→ **Exercise**: Go through the data and copy every line in which "derive" appears.

─── Provided material

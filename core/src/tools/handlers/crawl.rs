use async_trait::async_trait;
use serde_json::Value;
use serde_json::json;

use super::check_status;
use crate::config::CrawlConfig;
use crate::error::Result;
use crate::tools::ToolHandler;
use crate::tools::ToolSpec;
use crate::tools::required_str;

pub const CRAWL_TOOL_NAME: &str = "crawl";

/// Fetches a page through the Jina reader, which answers with the
/// page's readable content as markdown.
pub struct CrawlHandler {
    client: reqwest::Client,
    config: CrawlConfig,
}

impl CrawlHandler {
    pub fn new(config: CrawlConfig) -> Self {
        Self::with_client(reqwest::Client::new(), config)
    }

    pub fn with_client(client: reqwest::Client, config: CrawlConfig) -> Self {
        Self { client, config }
    }

    pub async fn crawl(&self, url: &str) -> Result<String> {
        let mut request = self
            .client
            .post(format!("{}/", self.config.base_url.trim_end_matches('/')))
            .header("X-Return-Format", "markdown")
            .json(&json!({ "url": url }));
        match &self.config.api_key {
            Some(api_key) => request = request.bearer_auth(api_key),
            None => tracing::warn!("JINA_API_KEY is not set, crawling with the anonymous rate limit"),
        }

        let response = check_status(request.send().await?).await?;
        Ok(response.text().await?)
    }
}

#[async_trait]
impl ToolHandler for CrawlHandler {
    fn spec(&self) -> ToolSpec {
        ToolSpec {
            name: CRAWL_TOOL_NAME.to_string(),
            description: "Use this to crawl a url and get a readable content in markdown format."
                .to_string(),
            parameters: json!({
                "type": "object",
                "properties": {
                    "url": { "type": "string", "description": "The url to crawl." },
                },
                "required": ["url"],
            }),
        }
    }

    async fn handle(&self, arguments: Value) -> Result<String> {
        let url = required_str(CRAWL_TOOL_NAME, &arguments, "url")?;
        tracing::info!(url, "crawling");
        self.crawl(url).await
    }
}
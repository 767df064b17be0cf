//! The binary entry point for the Helios solar-system viewer.

use std::path::PathBuf;

use clap::Parser;
use helios_config::{CliArgs, Config};
use tracing::{error, info, warn};

fn main() {
    let args = CliArgs::parse();

    let config_dir = args.config.clone().unwrap_or_else(|| PathBuf::from("."));
    let mut config = match Config::load_or_create(&config_dir) {
        Ok(config) => config,
        Err(err) => {
            eprintln!("Failed to load config from {}: {err}", config_dir.display());
            Config::default()
        }
    };
    config.apply_cli_overrides(&args);

    helios_log::init_logging(Some(&config));

    info!(
        "Starting Helios: {}x{}, scale mode {:?}, time x{}",
        config.window.width,
        config.window.height,
        config.simulation.scale_mode,
        config.simulation.time_multiplier
    );

    let texture_dir = PathBuf::from("textures");
    if !texture_dir.is_dir() {
        warn!(
            "Texture directory {} not found; bodies will render with placeholders",
            texture_dir.display()
        );
    }

    if let Err(err) = helios_app::run(config, texture_dir) {
        error!("Event loop error: {err}");
        std::process::exit(1);
    }
}
//! Parametric UV-sphere mesh generation.
//!
//! [`SphereMesh`] generates positions, normals, texture coordinates, triangle
//! indices, and wireframe line indices for a sphere centered at the origin,
//! and interleaves them into a single 32-byte-stride vertex buffer ready for
//! upload. Geometry is rebuilt eagerly whenever a shape parameter changes.
//!
//! Invalid parameters are clamped silently rather than rejected: generation
//! must never fail for any reachable parameter combination.

use std::f32::consts::PI;
use std::fmt;

/// Minimum longitude subdivisions for a non-degenerate sphere.
pub const MIN_SECTOR_COUNT: u32 = 3;
/// Minimum latitude subdivisions for a non-degenerate sphere.
pub const MIN_STACK_COUNT: u32 = 2;

/// Interleaved vertex stride in floats: position(3) + normal(3) + uv(2).
pub const INTERLEAVED_FLOATS: usize = 8;
/// Interleaved vertex stride in bytes.
pub const INTERLEAVED_STRIDE: u32 = (INTERLEAVED_FLOATS * size_of::<f32>()) as u32;

/// Which world axis points "up" for a generated sphere.
///
/// Generation always happens Z-up (poles along ±Z); the other two variants
/// apply a fixed signed axis permutation afterwards.
#[derive(Debug, Clone, Copy, PartialEq, Eq, Default)]
pub enum UpAxis {
    /// +X is up.
    X,
    /// +Y is up.
    Y,
    /// +Z is up (canonical generation orientation).
    #[default]
    Z,
}

impl UpAxis {
    /// Maps a raw 1/2/3 axis number to an `UpAxis`, defaulting to `Z` for
    /// anything outside that range.
    #[must_use]
    pub fn from_raw(raw: i32) -> Self {
        match raw {
            1 => UpAxis::X,
            2 => UpAxis::Y,
            _ => UpAxis::Z,
        }
    }
}

impl fmt::Display for UpAxis {
    fn fmt(&self, f: &mut fmt::Formatter<'_>) -> fmt::Result {
        match self {
            UpAxis::X => write!(f, "X"),
            UpAxis::Y => write!(f, "Y"),
            UpAxis::Z => write!(f, "Z"),
        }
    }
}

/// Opaque texture binding metadata carried alongside a mesh.
///
/// Pure pass-through state for the caller's rendering backend; it never
/// affects geometry.
#[derive(Debug, Clone, Copy, PartialEq, Eq, Default)]
pub struct TextureBinding {
    /// Backend texture identifier (opaque to the mesh).
    pub texture_id: u32,
    /// Texture-unit / sampler-slot index.
    pub texture_unit: u32,
}

/// A smooth-shaded UV-sphere mesh with an interleaved vertex buffer.
///
/// The grid has `(stack_count + 1) × (sector_count + 1)` points, generated
/// row-major by stack then sector. Seam vertices at sector 0 and
/// `sector_count` share a position but carry distinct texture coordinates so
/// an equirectangular texture can wrap without a discontinuity.
#[derive(Debug, Clone)]
pub struct SphereMesh {
    radius: f32,
    sector_count: u32,
    stack_count: u32,
    smooth: bool,
    up_axis: UpAxis,
    texture: TextureBinding,

    vertices: Vec<f32>,
    normals: Vec<f32>,
    tex_coords: Vec<f32>,
    indices: Vec<u32>,
    line_indices: Vec<u32>,
    interleaved: Vec<f32>,
}
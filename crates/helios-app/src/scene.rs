//! Per-body GPU scene assembly.
//!
//! [`Scene`] builds one sphere mesh, model uniform, and surface texture per
//! solar-system body, plus the shared camera uniform and render pipelines.
//! Each frame, [`update`](Scene::update) rewrites the uniforms and
//! [`render`](Scene::render) records the draw calls.

use std::path::{Path, PathBuf};

use helios_bodies::{Body, SOLAR_SYSTEM, ScaleMode, model_matrix};
use helios_config::Config;
use helios_render::{
    BufferAllocator, FlyCamera, ModelUniform, RenderContext, ScenePipelines, SphereGpu,
    TextureManager, draw_planet, draw_sun, draw_wireframe,
};
use helios_sphere::SphereMesh;
use tracing::info;

/// GPU resources for one body.
pub struct BodyScene {
    pub body: &'static Body,
    pub sphere: SphereGpu,
    pub model_buffer: wgpu::Buffer,
    pub model_bind_group: wgpu::BindGroup,
    pub texture: std::sync::Arc<helios_render::ManagedTexture>,
}

/// The whole renderable scene: bodies, camera uniform, pipelines.
pub struct Scene {
    pub bodies: Vec<BodyScene>,
    pub pipelines: ScenePipelines,
    pub camera_buffer: wgpu::Buffer,
    pub camera_bind_group: wgpu::BindGroup,
    scale_mode: ScaleMode,
}

impl Scene {
    /// Build the scene: one sphere per body sized by the scale mode, with
    /// its texture loaded from `texture_dir`.
    pub fn new(gpu: &RenderContext, config: &Config, texture_dir: &Path) -> Self {
        let scale_mode = config.simulation.scale_mode;
        let sectors = config.simulation.sector_count;
        let stacks = config.simulation.stack_count;

        let mut texture_manager = TextureManager::new(&gpu.device);
        let pipelines = ScenePipelines::new(
            &gpu.device,
            gpu.surface_format,
            texture_manager.bind_group_layout(),
        );

        let allocator = BufferAllocator::new(&gpu.device);
        let camera_buffer = allocator.create_uniform_buffer(
            "camera-uniform",
            &helios_render::CameraUniform {
                view_proj: glam::Mat4::IDENTITY.to_cols_array_2d(),
                camera_pos: [0.0; 4],
            },
        );
        let camera_bind_group = gpu.device.create_bind_group(&wgpu::BindGroupDescriptor {
            label: Some("camera-bind-group"),
            layout: &pipelines.camera_bind_group_layout,
            entries: &[wgpu::BindGroupEntry {
                binding: 0,
                resource: camera_buffer.as_entire_binding(),
            }],
        });

        let bodies = SOLAR_SYSTEM
            .iter()
            .map(|body| {
                let radius = scale_mode.display_radius(body);
                let mesh = SphereMesh::new(radius, sectors, stacks, true);
                info!(
                    "{}: radius {:.3}, {} vertices, {} triangles",
                    body.name,
                    radius,
                    mesh.vertex_count(),
                    mesh.triangle_count()
                );
                let sphere = SphereGpu::upload(&gpu.device, &mesh, body.name);

                let model_buffer = allocator.create_uniform_buffer(
                    &format!("{}-model", body.name),
                    &ModelUniform {
                        model: glam::Mat4::IDENTITY.to_cols_array_2d(),
                    },
                );
                let model_bind_group = gpu.device.create_bind_group(&wgpu::BindGroupDescriptor {
                    label: Some(&format!("{}-model-bind-group", body.name)),
                    layout: &pipelines.model_bind_group_layout,
                    entries: &[wgpu::BindGroupEntry {
                        binding: 0,
                        resource: model_buffer.as_entire_binding(),
                    }],
                });

                let texture_path: PathBuf = texture_dir.join(body.texture_file);
                let texture =
                    texture_manager.load_file(&gpu.device, &gpu.queue, body.name, &texture_path);

                BodyScene {
                    body,
                    sphere,
                    model_buffer,
                    model_bind_group,
                    texture,
                }
            })
            .collect();

        Self {
            bodies,
            pipelines,
            camera_buffer,
            camera_bind_group,
            scale_mode,
        }
    }

    /// The scale mode the scene was built with.
    #[must_use]
    pub fn scale_mode(&self) -> ScaleMode {
        self.scale_mode
    }

    /// Upload this frame's camera and per-body model uniforms.
    pub fn update(&self, queue: &wgpu::Queue, sim_time: f64, camera: &FlyCamera) {
        queue.write_buffer(
            &self.camera_buffer,
            0,
            bytemuck::bytes_of(&camera.to_uniform()),
        );
        for scene_body in &self.bodies {
            let model = model_matrix(scene_body.body, sim_time as f32, self.scale_mode);
            let uniform = ModelUniform {
                model: model.to_cols_array_2d(),
            };
            queue.write_buffer(&scene_body.model_buffer, 0, bytemuck::bytes_of(&uniform));
        }
    }

    /// Record draw calls for every body into an open render pass.
    pub fn render<'a>(&'a self, render_pass: &mut wgpu::RenderPass<'a>, wireframe: bool) {
        for scene_body in &self.bodies {
            if scene_body.body.is_sun() {
                draw_sun(
                    render_pass,
                    &self.pipelines,
                    &self.camera_bind_group,
                    &scene_body.model_bind_group,
                    &scene_body.texture.bind_group,
                    &scene_body.sphere,
                );
            } else {
                draw_planet(
                    render_pass,
                    &self.pipelines,
                    &self.camera_bind_group,
                    &scene_body.model_bind_group,
                    &scene_body.texture.bind_group,
                    &scene_body.sphere,
                );
            }
        }
        if wireframe {
            for scene_body in &self.bodies {
                draw_wireframe(
                    render_pass,
                    &self.pipelines,
                    &self.camera_bind_group,
                    &scene_body.model_bind_group,
                    &scene_body.sphere,
                );
            }
        }
    }
}
//! Frame-coherent keyboard state for the fly camera.
//!
//! [`KeyboardState`] accumulates winit [`KeyEvent`]s and answers whether a
//! physical key is held or was just pressed this frame. Physical key codes are
//! used so WASD movement works identically regardless of keyboard layout.
//!
//! [`movement_intent`](KeyboardState::movement_intent) collapses the held
//! movement keys into a per-axis intent the camera consumes directly.

use std::collections::HashSet;

use glam::Vec3;
use winit::event::{ElementState, KeyEvent};
use winit::keyboard::{KeyCode, PhysicalKey};

/// Minimal description of a key event for processing.
#[derive(Debug, Clone, Copy)]
pub struct RawKeyEvent {
    /// The physical key involved.
    pub key: PhysicalKey,
    /// Whether the key was pressed or released.
    pub state: ElementState,
    /// Whether this is a repeat event.
    pub repeat: bool,
}

/// Tracks held and just-pressed keys using physical (scan-code) codes.
///
/// Forward every [`KeyEvent`] to [`process_event`](Self::process_event), query
/// with the accessors, and call [`clear_transients`](Self::clear_transients)
/// at the end of each frame.
#[derive(Debug, Clone, Default)]
pub struct KeyboardState {
    pressed: HashSet<PhysicalKey>,
    just_pressed: HashSet<PhysicalKey>,
}

impl KeyboardState {
    /// Creates a new `KeyboardState` with no keys pressed.
    #[must_use]
    pub fn new() -> Self {
        Self::default()
    }

    /// Processes a winit [`KeyEvent`], updating internal state.
    pub fn process_event(&mut self, event: &KeyEvent) {
        self.process_raw(RawKeyEvent {
            key: event.physical_key,
            state: event.state,
            repeat: event.repeat,
        });
    }

    /// Processes a [`RawKeyEvent`] (platform-independent, test-friendly).
    ///
    /// Repeat events are ignored so held keys register exactly once in
    /// `just_pressed`.
    pub fn process_raw(&mut self, event: RawKeyEvent) {
        if event.repeat {
            return;
        }
        match event.state {
            ElementState::Pressed => {
                self.pressed.insert(event.key);
                self.just_pressed.insert(event.key);
            }
            ElementState::Released => {
                self.pressed.remove(&event.key);
            }
        }
    }

    /// Returns `true` while the key is held down.
    #[must_use]
    pub fn is_pressed(&self, code: KeyCode) -> bool {
        self.pressed.contains(&PhysicalKey::Code(code))
    }

    /// Returns `true` only during the frame the key transitioned to pressed.
    #[must_use]
    pub fn just_pressed(&self, code: KeyCode) -> bool {
        self.just_pressed.contains(&PhysicalKey::Code(code))
    }

    /// Clears the `just_pressed` set. Call at end of frame.
    pub fn clear_transients(&mut self) {
        self.just_pressed.clear();
    }

    /// Collapses the held movement keys into a local-space intent vector.
    ///
    /// `x` is strafe (D positive), `y` is vertical (ArrowUp positive), and
    /// `z` is forward (W positive). Opposing keys cancel. The vector is not
    /// normalized; the camera scales each axis by speed and frame time.
    #[must_use]
    pub fn movement_intent(&self) -> Vec3 {
        let axis = |pos: KeyCode, neg: KeyCode| {
            let mut v = 0.0;
            if self.is_pressed(pos) {
                v += 1.0;
            }
            if self.is_pressed(neg) {
                v -= 1.0;
            }
            v
        };
        Vec3::new(
            axis(KeyCode::KeyD, KeyCode::KeyA),
            axis(KeyCode::ArrowUp, KeyCode::ArrowDown),
            axis(KeyCode::KeyW, KeyCode::KeyS),
        )
    }
}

──────

→ **Answer section**:
#[derive(Debug, Clone, Copy, PartialEq, Eq, Default)]
#[derive(Debug, Clone, Copy, PartialEq, Eq, Default)]
#[derive(Debug, Clone)]
#[derive(Debug, Clone, Copy)]
#[derive(Debug, Clone, Default)]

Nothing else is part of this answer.